As expected, and despite an exhaustive review of shortlist candidates, dead-end leaks about Hillary Clinton, and other distractions, President Obama settled on the long-time prohibitive favorite to be his next Supreme Court nominee. Elena Kagan became the justice-in-waiting the moment Sonia Sotomayor was confirmed, so you didn't have to be Tom Goldstein to have predicted this.
The president wanted a highly credentialed non-judge who would serve for a long time and wouldn't cost too much political capital. He got a 50-year-old solicitor general and former dean of Harvard Law School — the first female in each post — whose record the Senate (and media, and activists) already examined in a confirmation process that put her into her current post. That her appointment would put three women on the high court for the first time also doesn't hurt.
Kagan is certainly not the worst possible nominee from among those in the potential pool — that would've been Harold Koh, had President Obama been most inclined to appoint the first Asian-American justice — but others would have been better in various ways. Although all Democratic nominees would be expected to have similar views on hot-button "culture war" issues like abortion, gay rights and gun control, Diane Wood is a renowned expert on antitrust and complex commercial litigation, for example, and Merrick Garland would almost certainly bring a stronger understanding of administrative law.
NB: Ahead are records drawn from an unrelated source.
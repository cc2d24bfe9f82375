// Copyright 2025 the Weave Authors
// SPDX-License-Identifier: Apache-2.0 OR MIT

//! Temporary states never leak into the live cache.

use std::panic::{AssertUnwindSafe, catch_unwind};

use kurbo::{Point, Rect};
use weave_model::{CellId, Geometry, Model, Style, StyleBuilder, keys};
use weave_view::{CellState, Direction, GraphView};

fn model() -> (Model, CellId, CellId, CellId) {
    let mut model = Model::new();
    let layer = model.default_layer();
    let group = model
        .insert_vertex(layer, Geometry::new(100.0, 100.0, 200.0, 100.0), Style::default())
        .unwrap();
    let child = model
        .insert_vertex(group, Geometry::new(10.0, 20.0, 30.0, 40.0), Style::default())
        .unwrap();
    let other = model
        .insert_vertex(
            layer,
            Geometry::new(500.0, 0.0, 50.0, 50.0),
            StyleBuilder::new().set(keys::PERIMETER, "fragile").build(),
        )
        .unwrap();
    model
        .insert_edge(layer, Some(child), Some(other), Geometry::edge(), Style::default())
        .unwrap();
    (model, group, child, other)
}

fn snapshot(view: &GraphView) -> (Vec<CellState>, f64, Rect) {
    let mut states: Vec<CellState> = view.states().cloned().collect();
    states.sort_by_key(CellState::cell);
    (states, view.scale(), view.graph_bounds())
}

fn fragile(bounds: Rect, _: Direction, _: Point, _: bool) -> Point {
    bounds.center()
}

fn failing(_: Rect, _: Direction, _: Point, _: bool) -> Point {
    panic!("perimeter failed")
}

#[test]
fn subset_is_validated_at_the_requested_scale() {
    let (model, _, child, other) = model();
    let mut view = GraphView::new();
    view.registry_mut().register_perimeter("fragile", fragile);
    view.validate(&model);
    let before = snapshot(&view);

    let (rect, bounds, count) = view
        .with_temporary_states(&model, 2.0, &[child], |v| {
            (v.get_state(child).map(CellState::rect), v.graph_bounds(), v.state_count())
        })
        .unwrap();
    // The container resolves first, so the child keeps its nested position.
    assert_eq!(rect, Some(Rect::new(220.0, 240.0, 280.0, 320.0)));
    assert_eq!(bounds, Rect::new(219.0, 239.0, 281.0, 321.0));
    assert!(count >= 2, "child and its container");

    assert_eq!(snapshot(&view), before);
    assert!(view.get_state(other).is_some());
}

#[test]
fn guard_derefs_to_the_temporary_view() {
    let (model, group, _, other) = model();
    let mut view = GraphView::new();
    view.registry_mut().register_perimeter("fragile", fragile);
    view.validate(&model);
    let before = snapshot(&view);
    {
        let temp = view.temporary_states(&model, 0.5, &[group]).unwrap();
        assert_eq!(temp.scale(), 0.5);
        assert!(temp.get_state(other).is_none(), "only the subset is validated");
        assert_eq!(
            temp.get_state(group).map(CellState::rect),
            Some(Rect::new(50.0, 50.0, 150.0, 100.0))
        );
    }
    assert_eq!(snapshot(&view), before);
}

#[test]
fn live_cache_survives_a_panicking_scope() {
    let (model, _, child, _) = model();
    let mut view = GraphView::new();
    view.registry_mut().register_perimeter("fragile", fragile);
    view.validate(&model);
    let before = snapshot(&view);

    let result = catch_unwind(AssertUnwindSafe(|| {
        view.with_temporary_states(&model, 3.0, &[child], |_| panic!("export failed"))
    }));
    assert!(result.is_err());
    assert_eq!(snapshot(&view), before);
}

#[test]
fn live_cache_survives_a_panicking_validation() {
    let (model, _, child, other) = model();
    let mut view = GraphView::new();
    view.registry_mut().register_perimeter("fragile", fragile);
    view.validate(&model);
    let before = snapshot(&view);

    // Live states keep their resolved functions until recomputed.
    view.registry_mut().register_perimeter("fragile", failing);
    let layer = model.default_layer();
    let result = catch_unwind(AssertUnwindSafe(|| {
        view.temporary_states(&model, 1.0, &[layer]).map(|_| ())
    }));
    assert!(result.is_err(), "the edge into {other:?} hits the failing perimeter");
    assert_eq!(snapshot(&view), before);
    assert!(view.get_state(child).is_some());
}

#[test]
fn invalid_scale_leaves_the_view_alone() {
    let (model, group, _, _) = model();
    let mut view = GraphView::new();
    view.registry_mut().register_perimeter("fragile", fragile);
    view.validate(&model);
    let before = snapshot(&view);
    assert!(view.temporary_states(&model, -1.0, &[group]).is_err());
    assert_eq!(snapshot(&view), before);
}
Although some on the Left are concerned that replacing Justice John Paul Stevens with Kagan "moves the Court to the right," there is no indication that the solicitor general is anything but a standard modern liberal, with all the unfortunate views that entails on the scope of federal power. Another concern is her mediocre performance in her current position — the choices of which legal arguments to make from those available to her in defending federal laws in Citizens United and United States v. Stevens, for example, were not strategically sound — though she may well be better suited to a judicial rather than advocacy role.
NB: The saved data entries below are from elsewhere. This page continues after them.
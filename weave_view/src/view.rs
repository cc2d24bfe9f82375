// Copyright 2025 the Weave Authors
// SPDX-License-Identifier: Apache-2.0 OR MIT

use alloc::boxed::Box;
use alloc::vec;
use alloc::vec::Vec;
use core::fmt;

use hashbrown::{HashMap, HashSet};
use kurbo::{Point, Rect, Vec2};
use tracing::{debug, debug_span, trace};
use weave_model::{CellId, GraphModel, ModelChange};

use crate::bbox::{self, EstimatedTextMeasure, TextMeasure};
use crate::error::{check_scale, check_translate};
use crate::events::Listeners;
use crate::{CellState, ListenerId, StyleRegistry, ViewConfig, ViewError, ViewEvent};

/// Device-space geometry cache for a [`GraphModel`].
///
/// The view keeps one [`CellState`] per visible cell, keyed by [`CellId`].
/// States are created and recomputed by [`validate`](Self::validate), which
/// only touches states marked invalid. Model changes reach the view through
/// [`process_changes`](Self::process_changes) or the finer-grained
/// [`invalidate`](Self::invalidate) and [`clear`](Self::clear).
///
/// Device coordinates are `scale * (translate + origin)`, where `origin`
/// accumulates model-space positions from the display root down.
///
/// ## Usage
///
/// ```rust
/// use kurbo::Rect;
/// use weave_model::{Geometry, Model, Style};
/// use weave_view::GraphView;
///
/// let mut model = Model::new();
/// let layer = model.default_layer();
/// let v = model
///     .insert_vertex(layer, Geometry::new(10.0, 20.0, 30.0, 40.0), Style::default())
///     .unwrap();
///
/// let mut view = GraphView::new();
/// view.scale_and_translate(2.0, 5.0, 0.0).unwrap();
/// view.validate(&model);
///
/// let state = view.get_state(v).unwrap();
/// assert_eq!(state.rect(), Rect::new(30.0, 40.0, 90.0, 120.0));
/// ```
pub struct GraphView {
    pub(crate) states: HashMap<CellId, CellState>,
    pub(crate) scale: f64,
    pub(crate) translate: Vec2,
    pub(crate) graph_bounds: Rect,
    pub(crate) current_root: Option<CellId>,
    pub(crate) config: ViewConfig,
    pub(crate) registry: StyleRegistry,
    measure: Box<dyn TextMeasure>,
    listeners: Listeners,
}

impl fmt::Debug for GraphView {
    fn fmt(&self, f: &mut fmt::Formatter<'_>) -> fmt::Result {
        f.debug_struct("GraphView")
            .field("states", &self.states.len())
            .field("scale", &self.scale)
            .field("translate", &self.translate)
            .field("graph_bounds", &self.graph_bounds)
            .field("current_root", &self.current_root)
            .field("config", &self.config)
            .field("listeners", &self.listeners)
            .finish_non_exhaustive()
    }
}

impl Default for GraphView {
    fn default() -> Self {
        Self::new()
    }
}

#[derive(Copy, Clone, Debug)]
enum Task {
    /// Bring a state up to date; with `true`, its children too.
    Visit(CellId, bool),
    /// Dependencies are current; recompute.
    Compute(CellId),
    Children(CellId),
}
In any event, with Democrats still holding a 59-seat Senate majority, Elena Kagan's confirmation is in no doubt. The more interesting aspect of the next couple of months, culminating in hearings before the Judiciary Committee, will be the debate over the meaning of the Constitution and what limits there are to government action.
In an election year when a highly unpopular and patently unconstitutional health care "reform" was rammed through Congress using every procedural gimmick imaginable, voters are more sensitive to constitutional discourse now than they have been in decades.
From bailing out the financial and auto industries to fining every man, woman and child who doesn't buy a government-approved health insurance policy — and, coming soon, regulating carbon emissions — the Obama administration is taking over civil society at a rate that alarms Americans and fuels both Tea Party populism and interest in libertarian policy solutions (which Cato is happy to offer but wishes were implemented on the front end instead of being invoked as a response to destructive statism). The Kagan nomination is the perfect vehicle for a public airing of these important issues.
Senators should thus ask questions about the meaning of the Commerce Clause, the Necessary and Proper Clause, and the General Welfare Clause, to name but three provisions under which courts have ratified incredible assertions of federal power divorced from those the Constitution discretely enumerates.
If Elena Kagan refuses to answer such queries substantively — employing the usual dodge that she may be called upon to interpret these clauses as justice — we can rightfully hold that response against her, as she herself counseled in a law review article 15 years ago.